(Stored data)
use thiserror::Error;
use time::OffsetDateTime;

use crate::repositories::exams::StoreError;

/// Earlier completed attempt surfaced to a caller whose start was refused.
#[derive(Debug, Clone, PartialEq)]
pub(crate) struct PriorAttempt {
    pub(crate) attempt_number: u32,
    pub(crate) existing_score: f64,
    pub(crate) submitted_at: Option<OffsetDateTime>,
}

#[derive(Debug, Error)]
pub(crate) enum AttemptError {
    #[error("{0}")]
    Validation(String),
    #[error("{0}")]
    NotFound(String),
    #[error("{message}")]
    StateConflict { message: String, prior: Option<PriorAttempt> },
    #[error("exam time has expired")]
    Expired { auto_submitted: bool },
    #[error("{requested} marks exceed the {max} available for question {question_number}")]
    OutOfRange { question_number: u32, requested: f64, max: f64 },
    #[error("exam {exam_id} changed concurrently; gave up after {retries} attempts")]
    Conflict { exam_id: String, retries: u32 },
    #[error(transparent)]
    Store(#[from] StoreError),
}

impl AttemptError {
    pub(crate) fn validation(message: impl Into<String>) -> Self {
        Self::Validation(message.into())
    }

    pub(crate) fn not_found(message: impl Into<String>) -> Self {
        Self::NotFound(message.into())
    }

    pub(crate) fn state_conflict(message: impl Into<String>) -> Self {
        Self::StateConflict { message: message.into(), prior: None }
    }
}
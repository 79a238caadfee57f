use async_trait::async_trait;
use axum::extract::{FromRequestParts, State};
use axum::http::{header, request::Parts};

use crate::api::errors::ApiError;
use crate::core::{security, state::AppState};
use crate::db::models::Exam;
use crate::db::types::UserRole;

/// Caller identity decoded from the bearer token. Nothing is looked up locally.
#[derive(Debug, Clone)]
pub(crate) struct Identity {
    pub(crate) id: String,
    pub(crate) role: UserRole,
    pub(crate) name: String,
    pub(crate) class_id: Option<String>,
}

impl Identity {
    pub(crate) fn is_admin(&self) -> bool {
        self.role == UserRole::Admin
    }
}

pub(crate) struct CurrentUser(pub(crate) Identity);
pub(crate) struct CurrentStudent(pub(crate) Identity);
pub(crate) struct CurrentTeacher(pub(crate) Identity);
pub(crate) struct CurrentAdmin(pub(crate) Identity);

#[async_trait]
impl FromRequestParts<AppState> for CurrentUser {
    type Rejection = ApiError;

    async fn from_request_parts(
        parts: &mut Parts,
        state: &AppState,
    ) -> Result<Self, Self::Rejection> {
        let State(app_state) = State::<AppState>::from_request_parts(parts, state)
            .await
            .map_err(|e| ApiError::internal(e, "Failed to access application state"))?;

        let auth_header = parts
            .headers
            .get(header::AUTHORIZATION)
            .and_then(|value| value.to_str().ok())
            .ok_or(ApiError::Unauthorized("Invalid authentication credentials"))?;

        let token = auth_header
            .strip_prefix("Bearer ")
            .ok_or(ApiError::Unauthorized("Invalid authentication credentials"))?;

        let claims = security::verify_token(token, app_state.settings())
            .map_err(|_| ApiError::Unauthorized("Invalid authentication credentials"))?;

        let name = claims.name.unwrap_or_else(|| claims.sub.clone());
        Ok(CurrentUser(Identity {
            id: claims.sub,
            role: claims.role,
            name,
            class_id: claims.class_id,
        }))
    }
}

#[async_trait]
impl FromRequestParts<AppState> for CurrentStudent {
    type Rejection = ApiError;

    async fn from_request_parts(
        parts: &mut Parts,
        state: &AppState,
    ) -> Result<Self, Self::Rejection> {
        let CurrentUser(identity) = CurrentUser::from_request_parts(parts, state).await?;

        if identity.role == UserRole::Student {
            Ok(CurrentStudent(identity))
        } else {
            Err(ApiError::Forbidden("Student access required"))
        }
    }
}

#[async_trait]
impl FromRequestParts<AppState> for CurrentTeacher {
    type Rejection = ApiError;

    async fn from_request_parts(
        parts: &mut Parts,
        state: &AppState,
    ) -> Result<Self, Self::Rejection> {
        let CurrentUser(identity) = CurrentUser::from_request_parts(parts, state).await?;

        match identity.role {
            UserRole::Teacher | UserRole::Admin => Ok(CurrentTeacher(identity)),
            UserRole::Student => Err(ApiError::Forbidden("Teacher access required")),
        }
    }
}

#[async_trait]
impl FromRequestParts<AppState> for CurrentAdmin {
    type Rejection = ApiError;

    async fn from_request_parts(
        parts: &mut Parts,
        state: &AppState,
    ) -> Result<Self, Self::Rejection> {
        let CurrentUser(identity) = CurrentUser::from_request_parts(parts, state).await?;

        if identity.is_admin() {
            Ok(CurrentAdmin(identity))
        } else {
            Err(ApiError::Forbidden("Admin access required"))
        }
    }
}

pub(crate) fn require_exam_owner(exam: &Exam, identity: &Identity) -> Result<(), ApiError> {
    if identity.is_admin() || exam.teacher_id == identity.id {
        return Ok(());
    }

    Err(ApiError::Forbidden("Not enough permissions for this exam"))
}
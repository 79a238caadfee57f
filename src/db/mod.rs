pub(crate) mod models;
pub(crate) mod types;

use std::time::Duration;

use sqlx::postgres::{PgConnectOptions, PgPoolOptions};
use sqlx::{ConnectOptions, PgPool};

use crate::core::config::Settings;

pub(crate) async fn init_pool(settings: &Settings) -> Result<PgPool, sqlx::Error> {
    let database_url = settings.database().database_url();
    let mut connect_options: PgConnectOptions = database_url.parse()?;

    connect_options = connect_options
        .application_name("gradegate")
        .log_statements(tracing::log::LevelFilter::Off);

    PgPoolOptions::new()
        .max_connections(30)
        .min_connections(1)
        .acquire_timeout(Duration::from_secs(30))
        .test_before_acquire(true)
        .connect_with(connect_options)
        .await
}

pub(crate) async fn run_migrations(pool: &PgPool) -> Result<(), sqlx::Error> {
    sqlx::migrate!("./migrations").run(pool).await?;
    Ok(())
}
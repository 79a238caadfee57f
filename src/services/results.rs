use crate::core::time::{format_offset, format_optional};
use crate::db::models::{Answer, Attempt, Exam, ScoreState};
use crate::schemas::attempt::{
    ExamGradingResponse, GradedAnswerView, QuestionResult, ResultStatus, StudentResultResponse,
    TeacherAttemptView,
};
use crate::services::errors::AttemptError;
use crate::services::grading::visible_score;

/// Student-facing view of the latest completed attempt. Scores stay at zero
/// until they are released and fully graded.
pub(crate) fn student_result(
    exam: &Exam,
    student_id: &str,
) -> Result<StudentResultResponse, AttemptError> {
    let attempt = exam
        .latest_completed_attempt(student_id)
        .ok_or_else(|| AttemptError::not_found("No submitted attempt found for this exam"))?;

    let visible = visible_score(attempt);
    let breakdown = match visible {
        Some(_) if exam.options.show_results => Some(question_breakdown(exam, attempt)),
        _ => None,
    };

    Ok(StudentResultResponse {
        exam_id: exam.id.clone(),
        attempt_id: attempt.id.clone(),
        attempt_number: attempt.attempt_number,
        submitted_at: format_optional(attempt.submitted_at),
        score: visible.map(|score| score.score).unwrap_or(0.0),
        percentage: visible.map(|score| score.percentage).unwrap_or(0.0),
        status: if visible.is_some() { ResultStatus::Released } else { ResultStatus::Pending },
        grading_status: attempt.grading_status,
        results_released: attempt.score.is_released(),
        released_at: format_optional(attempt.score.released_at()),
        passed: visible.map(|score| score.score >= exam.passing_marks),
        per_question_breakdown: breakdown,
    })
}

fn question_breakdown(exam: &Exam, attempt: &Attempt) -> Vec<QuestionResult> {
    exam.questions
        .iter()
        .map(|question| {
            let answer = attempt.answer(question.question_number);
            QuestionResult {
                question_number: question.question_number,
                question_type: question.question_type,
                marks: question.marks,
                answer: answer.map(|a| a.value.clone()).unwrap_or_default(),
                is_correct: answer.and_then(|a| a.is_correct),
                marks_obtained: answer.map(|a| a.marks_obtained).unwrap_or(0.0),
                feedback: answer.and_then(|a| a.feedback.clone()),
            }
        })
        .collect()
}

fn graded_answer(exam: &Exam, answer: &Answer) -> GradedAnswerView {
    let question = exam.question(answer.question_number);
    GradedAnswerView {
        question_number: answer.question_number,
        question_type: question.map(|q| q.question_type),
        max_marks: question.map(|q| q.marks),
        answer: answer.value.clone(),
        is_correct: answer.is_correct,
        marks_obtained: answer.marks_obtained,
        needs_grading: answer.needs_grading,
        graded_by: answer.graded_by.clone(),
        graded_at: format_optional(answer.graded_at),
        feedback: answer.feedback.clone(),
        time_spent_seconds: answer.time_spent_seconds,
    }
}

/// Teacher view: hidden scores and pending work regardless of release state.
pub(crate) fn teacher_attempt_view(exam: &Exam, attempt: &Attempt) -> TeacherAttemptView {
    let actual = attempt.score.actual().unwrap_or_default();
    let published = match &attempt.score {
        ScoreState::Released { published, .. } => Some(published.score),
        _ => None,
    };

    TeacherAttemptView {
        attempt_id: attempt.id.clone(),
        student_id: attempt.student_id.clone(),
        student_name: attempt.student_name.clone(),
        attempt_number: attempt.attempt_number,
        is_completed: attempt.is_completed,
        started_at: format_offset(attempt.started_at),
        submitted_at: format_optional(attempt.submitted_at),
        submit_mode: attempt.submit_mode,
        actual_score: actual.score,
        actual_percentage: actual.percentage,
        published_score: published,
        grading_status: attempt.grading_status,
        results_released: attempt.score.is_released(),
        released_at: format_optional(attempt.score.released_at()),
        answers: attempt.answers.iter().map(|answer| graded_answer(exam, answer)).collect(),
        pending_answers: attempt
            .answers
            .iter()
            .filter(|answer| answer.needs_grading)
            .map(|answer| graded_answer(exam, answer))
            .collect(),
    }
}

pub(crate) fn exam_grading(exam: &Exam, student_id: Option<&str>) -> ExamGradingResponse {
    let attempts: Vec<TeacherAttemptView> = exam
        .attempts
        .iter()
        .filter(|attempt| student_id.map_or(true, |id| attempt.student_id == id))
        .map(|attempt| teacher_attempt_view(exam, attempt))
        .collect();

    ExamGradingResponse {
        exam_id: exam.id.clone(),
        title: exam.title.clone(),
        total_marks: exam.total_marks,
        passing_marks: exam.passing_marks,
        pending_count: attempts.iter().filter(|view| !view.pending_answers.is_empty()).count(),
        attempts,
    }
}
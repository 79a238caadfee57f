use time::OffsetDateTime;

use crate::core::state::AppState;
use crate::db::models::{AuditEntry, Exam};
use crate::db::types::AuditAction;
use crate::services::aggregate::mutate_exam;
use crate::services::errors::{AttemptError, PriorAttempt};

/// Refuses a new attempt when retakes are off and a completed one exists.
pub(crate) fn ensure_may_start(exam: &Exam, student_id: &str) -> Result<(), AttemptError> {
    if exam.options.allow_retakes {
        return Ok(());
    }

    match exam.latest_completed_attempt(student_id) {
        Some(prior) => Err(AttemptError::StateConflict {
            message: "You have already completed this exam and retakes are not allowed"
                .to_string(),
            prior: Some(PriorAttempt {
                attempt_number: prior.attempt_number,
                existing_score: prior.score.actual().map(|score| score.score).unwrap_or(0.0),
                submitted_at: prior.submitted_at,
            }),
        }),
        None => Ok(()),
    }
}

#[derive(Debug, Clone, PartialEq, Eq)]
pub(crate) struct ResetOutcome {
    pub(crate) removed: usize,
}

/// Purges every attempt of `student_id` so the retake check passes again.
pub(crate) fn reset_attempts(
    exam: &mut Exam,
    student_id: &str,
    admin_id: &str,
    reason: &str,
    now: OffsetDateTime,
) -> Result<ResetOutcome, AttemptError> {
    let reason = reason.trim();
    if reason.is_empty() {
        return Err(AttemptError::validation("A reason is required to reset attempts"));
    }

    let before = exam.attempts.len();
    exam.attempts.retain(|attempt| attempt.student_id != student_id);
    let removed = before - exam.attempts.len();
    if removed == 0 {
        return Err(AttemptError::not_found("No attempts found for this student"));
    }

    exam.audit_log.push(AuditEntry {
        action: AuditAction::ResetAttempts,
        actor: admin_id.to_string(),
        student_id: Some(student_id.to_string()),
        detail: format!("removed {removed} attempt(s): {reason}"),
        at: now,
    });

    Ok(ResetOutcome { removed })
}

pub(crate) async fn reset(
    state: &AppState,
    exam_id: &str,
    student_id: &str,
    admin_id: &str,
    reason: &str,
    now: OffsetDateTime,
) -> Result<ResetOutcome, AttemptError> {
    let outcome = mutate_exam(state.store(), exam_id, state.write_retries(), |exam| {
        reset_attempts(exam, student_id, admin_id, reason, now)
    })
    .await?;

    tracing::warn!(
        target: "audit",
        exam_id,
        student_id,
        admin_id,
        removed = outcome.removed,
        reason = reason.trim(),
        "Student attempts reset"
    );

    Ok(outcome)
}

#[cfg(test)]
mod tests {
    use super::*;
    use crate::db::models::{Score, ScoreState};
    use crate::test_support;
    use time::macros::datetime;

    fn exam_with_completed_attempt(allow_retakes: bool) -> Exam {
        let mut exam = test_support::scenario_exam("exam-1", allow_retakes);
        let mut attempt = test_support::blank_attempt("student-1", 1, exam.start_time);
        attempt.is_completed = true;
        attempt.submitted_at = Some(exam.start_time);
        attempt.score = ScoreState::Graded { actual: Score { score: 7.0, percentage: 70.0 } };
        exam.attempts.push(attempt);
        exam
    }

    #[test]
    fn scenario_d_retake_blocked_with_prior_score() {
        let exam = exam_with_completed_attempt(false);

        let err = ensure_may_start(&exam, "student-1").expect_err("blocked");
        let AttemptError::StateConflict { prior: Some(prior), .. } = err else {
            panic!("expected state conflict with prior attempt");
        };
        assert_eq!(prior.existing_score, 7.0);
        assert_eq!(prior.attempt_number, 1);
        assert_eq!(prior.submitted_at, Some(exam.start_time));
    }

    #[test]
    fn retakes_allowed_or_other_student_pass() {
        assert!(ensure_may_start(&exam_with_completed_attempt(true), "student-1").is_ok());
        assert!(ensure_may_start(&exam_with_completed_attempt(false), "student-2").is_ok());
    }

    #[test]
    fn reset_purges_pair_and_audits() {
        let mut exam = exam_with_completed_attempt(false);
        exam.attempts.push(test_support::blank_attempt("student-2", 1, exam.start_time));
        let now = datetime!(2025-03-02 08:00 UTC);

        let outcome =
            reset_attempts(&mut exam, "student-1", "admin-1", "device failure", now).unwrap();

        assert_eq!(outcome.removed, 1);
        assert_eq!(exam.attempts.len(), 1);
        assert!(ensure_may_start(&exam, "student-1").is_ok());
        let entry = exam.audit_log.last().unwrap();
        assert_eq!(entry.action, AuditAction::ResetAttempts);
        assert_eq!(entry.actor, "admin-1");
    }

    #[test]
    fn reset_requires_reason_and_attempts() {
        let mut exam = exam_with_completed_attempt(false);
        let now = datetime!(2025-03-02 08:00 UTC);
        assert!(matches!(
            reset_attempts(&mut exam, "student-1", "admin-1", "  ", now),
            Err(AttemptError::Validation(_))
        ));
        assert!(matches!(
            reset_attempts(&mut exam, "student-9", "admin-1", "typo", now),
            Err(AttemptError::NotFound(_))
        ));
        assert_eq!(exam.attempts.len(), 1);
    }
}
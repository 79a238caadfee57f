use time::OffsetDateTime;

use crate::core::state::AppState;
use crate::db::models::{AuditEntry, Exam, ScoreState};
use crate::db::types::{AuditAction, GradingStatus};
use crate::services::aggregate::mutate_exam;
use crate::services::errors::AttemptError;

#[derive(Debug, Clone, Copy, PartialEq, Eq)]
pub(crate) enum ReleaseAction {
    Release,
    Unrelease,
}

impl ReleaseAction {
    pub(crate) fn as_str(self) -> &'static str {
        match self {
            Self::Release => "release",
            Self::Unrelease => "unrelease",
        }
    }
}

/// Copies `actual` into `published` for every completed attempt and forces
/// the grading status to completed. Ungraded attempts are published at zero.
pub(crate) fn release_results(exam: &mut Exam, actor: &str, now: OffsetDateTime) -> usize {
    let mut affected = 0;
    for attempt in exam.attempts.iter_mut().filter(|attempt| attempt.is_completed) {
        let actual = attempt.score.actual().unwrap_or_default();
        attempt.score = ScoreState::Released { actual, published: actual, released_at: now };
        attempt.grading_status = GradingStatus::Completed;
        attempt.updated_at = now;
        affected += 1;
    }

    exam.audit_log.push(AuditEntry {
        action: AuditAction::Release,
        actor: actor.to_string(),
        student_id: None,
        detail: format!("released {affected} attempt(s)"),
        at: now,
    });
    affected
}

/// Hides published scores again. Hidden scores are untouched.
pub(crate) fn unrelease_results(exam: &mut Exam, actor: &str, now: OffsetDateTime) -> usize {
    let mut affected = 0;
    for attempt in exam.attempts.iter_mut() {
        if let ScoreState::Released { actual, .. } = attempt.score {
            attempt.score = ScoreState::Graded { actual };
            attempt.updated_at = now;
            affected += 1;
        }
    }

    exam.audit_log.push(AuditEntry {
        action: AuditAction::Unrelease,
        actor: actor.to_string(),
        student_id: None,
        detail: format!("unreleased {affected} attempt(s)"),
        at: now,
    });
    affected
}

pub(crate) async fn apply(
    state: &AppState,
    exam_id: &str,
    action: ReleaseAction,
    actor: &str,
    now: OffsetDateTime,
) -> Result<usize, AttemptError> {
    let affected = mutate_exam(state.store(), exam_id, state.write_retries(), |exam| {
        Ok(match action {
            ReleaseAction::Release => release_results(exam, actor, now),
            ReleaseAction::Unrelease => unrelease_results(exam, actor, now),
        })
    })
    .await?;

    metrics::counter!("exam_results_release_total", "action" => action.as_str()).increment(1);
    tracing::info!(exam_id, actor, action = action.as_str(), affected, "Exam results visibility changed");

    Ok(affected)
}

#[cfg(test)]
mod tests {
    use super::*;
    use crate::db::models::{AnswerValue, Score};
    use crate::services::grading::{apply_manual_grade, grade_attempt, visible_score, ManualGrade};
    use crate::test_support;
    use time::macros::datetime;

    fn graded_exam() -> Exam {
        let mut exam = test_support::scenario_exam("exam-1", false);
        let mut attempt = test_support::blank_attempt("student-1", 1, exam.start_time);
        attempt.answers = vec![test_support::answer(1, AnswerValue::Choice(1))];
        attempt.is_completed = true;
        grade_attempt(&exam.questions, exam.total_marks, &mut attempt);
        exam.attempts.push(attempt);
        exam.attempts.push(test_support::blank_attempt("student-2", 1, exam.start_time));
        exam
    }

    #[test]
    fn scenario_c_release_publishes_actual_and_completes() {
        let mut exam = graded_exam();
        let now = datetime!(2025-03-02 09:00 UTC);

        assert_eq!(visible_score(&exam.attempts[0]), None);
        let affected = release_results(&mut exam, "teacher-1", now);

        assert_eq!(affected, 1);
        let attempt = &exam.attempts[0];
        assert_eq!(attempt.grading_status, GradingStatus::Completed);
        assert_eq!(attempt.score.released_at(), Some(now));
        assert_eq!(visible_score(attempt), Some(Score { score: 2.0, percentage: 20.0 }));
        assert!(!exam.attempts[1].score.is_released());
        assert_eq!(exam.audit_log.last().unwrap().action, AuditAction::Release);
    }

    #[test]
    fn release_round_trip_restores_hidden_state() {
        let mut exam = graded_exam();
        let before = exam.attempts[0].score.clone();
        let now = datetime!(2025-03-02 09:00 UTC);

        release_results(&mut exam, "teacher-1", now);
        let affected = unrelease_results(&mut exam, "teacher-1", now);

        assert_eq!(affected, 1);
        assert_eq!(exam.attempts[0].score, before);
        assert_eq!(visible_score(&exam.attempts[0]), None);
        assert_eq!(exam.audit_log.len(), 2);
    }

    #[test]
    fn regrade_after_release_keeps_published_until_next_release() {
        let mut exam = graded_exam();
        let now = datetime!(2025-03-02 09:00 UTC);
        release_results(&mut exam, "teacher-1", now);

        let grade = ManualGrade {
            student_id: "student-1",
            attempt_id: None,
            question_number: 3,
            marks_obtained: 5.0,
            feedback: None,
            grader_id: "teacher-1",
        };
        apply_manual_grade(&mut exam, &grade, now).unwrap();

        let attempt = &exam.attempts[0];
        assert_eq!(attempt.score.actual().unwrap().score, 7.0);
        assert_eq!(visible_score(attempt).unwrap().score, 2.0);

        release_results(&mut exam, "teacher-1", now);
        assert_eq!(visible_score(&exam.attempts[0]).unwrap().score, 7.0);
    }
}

▸ Brief: Find the string "Debug" in the entries above and return each line that holds it.

▸ Expected output:
#[derive(Debug, Clone, PartialEq)]
#[derive(Debug, Error)]
#[derive(Debug, Clone)]
#[derive(Debug, Clone, PartialEq, Eq)]
#[derive(Debug, Clone, Copy, PartialEq, Eq)]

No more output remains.